* Assigned task
Using the entries below, show all lines with the string "OutOfMemory".

[Stored items from a collection]
####

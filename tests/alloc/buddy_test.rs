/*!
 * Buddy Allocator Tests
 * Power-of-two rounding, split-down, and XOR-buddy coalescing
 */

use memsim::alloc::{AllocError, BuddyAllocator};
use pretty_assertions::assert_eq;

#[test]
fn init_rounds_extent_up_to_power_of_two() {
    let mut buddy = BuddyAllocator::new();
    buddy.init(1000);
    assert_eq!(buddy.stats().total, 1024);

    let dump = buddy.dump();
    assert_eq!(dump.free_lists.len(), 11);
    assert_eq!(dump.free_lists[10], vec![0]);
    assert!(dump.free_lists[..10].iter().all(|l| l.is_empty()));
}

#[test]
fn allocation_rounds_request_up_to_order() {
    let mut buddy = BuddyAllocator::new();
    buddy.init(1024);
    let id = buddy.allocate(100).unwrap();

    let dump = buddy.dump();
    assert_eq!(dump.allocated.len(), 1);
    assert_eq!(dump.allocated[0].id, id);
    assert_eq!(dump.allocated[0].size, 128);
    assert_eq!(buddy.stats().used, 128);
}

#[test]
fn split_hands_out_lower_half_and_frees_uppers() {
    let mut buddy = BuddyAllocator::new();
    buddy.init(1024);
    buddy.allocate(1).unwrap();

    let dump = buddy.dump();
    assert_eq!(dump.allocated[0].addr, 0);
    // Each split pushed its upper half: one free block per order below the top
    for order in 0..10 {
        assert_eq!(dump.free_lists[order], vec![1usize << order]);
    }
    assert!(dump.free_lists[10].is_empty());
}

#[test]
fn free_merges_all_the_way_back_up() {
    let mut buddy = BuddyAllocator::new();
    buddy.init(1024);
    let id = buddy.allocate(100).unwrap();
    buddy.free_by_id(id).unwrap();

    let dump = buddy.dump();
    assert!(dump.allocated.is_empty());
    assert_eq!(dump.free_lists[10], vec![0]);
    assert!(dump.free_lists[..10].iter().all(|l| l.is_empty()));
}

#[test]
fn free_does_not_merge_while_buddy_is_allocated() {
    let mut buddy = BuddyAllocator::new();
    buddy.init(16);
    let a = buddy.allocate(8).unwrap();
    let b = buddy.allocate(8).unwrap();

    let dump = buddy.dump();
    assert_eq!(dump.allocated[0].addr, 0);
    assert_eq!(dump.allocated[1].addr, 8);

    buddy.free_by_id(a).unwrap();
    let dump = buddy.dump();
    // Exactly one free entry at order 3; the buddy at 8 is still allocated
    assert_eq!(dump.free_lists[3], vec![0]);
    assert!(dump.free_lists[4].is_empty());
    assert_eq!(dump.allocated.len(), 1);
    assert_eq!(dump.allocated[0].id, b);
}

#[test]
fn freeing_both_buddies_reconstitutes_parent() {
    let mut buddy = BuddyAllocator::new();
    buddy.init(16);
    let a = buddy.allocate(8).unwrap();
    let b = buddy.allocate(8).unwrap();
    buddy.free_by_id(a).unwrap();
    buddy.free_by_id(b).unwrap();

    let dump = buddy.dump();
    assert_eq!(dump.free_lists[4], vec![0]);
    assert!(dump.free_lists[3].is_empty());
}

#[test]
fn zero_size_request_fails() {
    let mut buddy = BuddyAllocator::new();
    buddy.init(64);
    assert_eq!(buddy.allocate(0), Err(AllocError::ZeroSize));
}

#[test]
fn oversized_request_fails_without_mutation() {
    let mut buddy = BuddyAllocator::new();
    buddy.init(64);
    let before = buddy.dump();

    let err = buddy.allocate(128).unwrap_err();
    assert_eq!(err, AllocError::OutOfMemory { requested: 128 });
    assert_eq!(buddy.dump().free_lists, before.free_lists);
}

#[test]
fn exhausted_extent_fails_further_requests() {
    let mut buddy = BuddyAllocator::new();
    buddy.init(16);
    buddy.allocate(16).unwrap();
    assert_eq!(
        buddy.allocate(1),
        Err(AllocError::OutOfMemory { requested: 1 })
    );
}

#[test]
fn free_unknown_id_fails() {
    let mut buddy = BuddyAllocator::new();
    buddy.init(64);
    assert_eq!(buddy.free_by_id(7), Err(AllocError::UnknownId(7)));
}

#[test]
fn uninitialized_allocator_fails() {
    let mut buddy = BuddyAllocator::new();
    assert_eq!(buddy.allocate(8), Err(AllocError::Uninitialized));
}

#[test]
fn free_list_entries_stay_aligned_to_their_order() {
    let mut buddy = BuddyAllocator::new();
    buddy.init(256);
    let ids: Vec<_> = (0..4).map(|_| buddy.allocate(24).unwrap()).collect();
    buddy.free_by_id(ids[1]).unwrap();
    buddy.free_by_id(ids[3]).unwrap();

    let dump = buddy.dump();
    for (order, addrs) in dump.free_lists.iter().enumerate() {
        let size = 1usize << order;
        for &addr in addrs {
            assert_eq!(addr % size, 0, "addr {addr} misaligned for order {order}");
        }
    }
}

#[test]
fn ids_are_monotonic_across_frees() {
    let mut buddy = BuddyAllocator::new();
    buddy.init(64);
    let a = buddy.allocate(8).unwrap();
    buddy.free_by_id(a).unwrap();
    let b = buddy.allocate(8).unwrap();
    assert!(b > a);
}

####

* Solution to the problem
    assert_eq!(err, AllocError::OutOfMemory { requested: 128 });
        Err(AllocError::OutOfMemory { requested: 1 })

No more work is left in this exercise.